- _YOUR GOAL_: What lines of the data below hold the string "content"? Copy each one.

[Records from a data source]
○ ○ ○ ○

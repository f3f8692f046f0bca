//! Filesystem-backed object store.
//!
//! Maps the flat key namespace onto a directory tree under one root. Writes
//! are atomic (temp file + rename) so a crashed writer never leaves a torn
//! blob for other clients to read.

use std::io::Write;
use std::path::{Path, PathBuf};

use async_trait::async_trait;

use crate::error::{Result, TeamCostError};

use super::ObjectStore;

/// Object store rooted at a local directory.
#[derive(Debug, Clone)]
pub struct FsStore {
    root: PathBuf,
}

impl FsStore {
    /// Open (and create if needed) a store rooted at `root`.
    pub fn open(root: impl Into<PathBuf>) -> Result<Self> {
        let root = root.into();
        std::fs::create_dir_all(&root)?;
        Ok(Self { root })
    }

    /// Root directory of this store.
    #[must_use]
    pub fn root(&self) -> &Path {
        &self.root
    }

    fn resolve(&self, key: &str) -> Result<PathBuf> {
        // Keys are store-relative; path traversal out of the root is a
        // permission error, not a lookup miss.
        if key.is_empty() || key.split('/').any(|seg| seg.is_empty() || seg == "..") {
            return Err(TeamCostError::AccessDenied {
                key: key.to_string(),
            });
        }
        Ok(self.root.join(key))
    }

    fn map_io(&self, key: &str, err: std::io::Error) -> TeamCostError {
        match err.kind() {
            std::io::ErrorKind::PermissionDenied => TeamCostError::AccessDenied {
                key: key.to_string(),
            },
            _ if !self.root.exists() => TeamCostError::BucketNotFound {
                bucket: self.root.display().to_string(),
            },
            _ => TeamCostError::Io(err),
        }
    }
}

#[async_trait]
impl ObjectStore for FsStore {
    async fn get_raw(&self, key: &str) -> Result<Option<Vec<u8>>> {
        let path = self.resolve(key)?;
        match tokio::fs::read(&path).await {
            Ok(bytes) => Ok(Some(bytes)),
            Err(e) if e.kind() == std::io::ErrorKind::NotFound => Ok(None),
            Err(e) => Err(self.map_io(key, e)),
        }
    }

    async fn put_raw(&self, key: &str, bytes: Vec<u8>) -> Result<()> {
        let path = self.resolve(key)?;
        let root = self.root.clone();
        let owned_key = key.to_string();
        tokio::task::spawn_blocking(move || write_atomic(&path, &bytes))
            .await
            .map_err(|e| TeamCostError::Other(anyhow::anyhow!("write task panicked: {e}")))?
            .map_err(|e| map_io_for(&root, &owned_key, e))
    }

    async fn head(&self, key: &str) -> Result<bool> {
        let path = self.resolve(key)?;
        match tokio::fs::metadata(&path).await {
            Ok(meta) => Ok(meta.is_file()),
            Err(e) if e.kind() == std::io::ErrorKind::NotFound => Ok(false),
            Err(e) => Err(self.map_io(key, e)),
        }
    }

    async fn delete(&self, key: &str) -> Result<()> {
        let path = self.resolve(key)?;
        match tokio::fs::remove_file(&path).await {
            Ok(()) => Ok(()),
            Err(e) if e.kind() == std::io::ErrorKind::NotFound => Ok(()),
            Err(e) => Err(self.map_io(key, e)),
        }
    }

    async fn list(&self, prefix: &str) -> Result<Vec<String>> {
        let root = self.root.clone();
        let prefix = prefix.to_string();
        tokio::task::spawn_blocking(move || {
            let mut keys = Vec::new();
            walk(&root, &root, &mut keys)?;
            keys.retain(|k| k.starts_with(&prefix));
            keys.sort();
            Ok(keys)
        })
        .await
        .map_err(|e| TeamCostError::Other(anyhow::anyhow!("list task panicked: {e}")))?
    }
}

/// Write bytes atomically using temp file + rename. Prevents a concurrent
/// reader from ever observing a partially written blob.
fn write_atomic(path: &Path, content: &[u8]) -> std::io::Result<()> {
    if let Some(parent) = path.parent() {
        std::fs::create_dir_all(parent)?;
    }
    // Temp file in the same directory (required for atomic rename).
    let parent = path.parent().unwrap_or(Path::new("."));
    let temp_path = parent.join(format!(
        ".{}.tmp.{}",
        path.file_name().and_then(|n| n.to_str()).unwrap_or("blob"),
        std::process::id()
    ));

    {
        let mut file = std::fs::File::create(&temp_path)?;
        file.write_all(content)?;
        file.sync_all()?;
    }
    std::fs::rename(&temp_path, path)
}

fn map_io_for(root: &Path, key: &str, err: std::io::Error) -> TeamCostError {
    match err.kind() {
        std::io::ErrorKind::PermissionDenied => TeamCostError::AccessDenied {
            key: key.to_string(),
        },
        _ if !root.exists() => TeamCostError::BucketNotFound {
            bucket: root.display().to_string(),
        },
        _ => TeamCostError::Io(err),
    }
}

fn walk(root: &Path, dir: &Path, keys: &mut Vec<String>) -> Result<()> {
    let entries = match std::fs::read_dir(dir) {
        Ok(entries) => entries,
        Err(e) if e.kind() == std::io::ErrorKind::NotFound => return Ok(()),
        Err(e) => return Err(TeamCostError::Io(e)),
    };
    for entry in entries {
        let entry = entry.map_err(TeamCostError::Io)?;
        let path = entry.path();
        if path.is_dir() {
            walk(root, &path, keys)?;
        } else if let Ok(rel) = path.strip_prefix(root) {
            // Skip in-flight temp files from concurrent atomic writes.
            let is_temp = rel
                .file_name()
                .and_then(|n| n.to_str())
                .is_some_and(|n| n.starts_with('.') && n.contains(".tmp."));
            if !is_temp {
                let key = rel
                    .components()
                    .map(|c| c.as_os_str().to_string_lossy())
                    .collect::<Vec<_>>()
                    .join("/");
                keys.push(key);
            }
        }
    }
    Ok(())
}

○ ○ ○ ○

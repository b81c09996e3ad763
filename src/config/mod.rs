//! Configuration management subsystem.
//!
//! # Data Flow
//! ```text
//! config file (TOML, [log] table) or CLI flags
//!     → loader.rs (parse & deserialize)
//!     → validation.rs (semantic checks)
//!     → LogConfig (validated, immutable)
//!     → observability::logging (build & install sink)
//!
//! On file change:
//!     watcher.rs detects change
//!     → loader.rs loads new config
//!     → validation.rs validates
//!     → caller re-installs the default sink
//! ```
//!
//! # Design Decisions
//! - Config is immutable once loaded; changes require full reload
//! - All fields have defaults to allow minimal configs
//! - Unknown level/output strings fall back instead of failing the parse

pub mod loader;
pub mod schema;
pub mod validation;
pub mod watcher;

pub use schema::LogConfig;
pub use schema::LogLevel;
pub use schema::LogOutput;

○ ○ ○ ○

- _FINISHED EXERCISE_:
fn write_atomic(path: &Path, content: &[u8]) -> std::io::Result<()> {
        file.write_all(content)?;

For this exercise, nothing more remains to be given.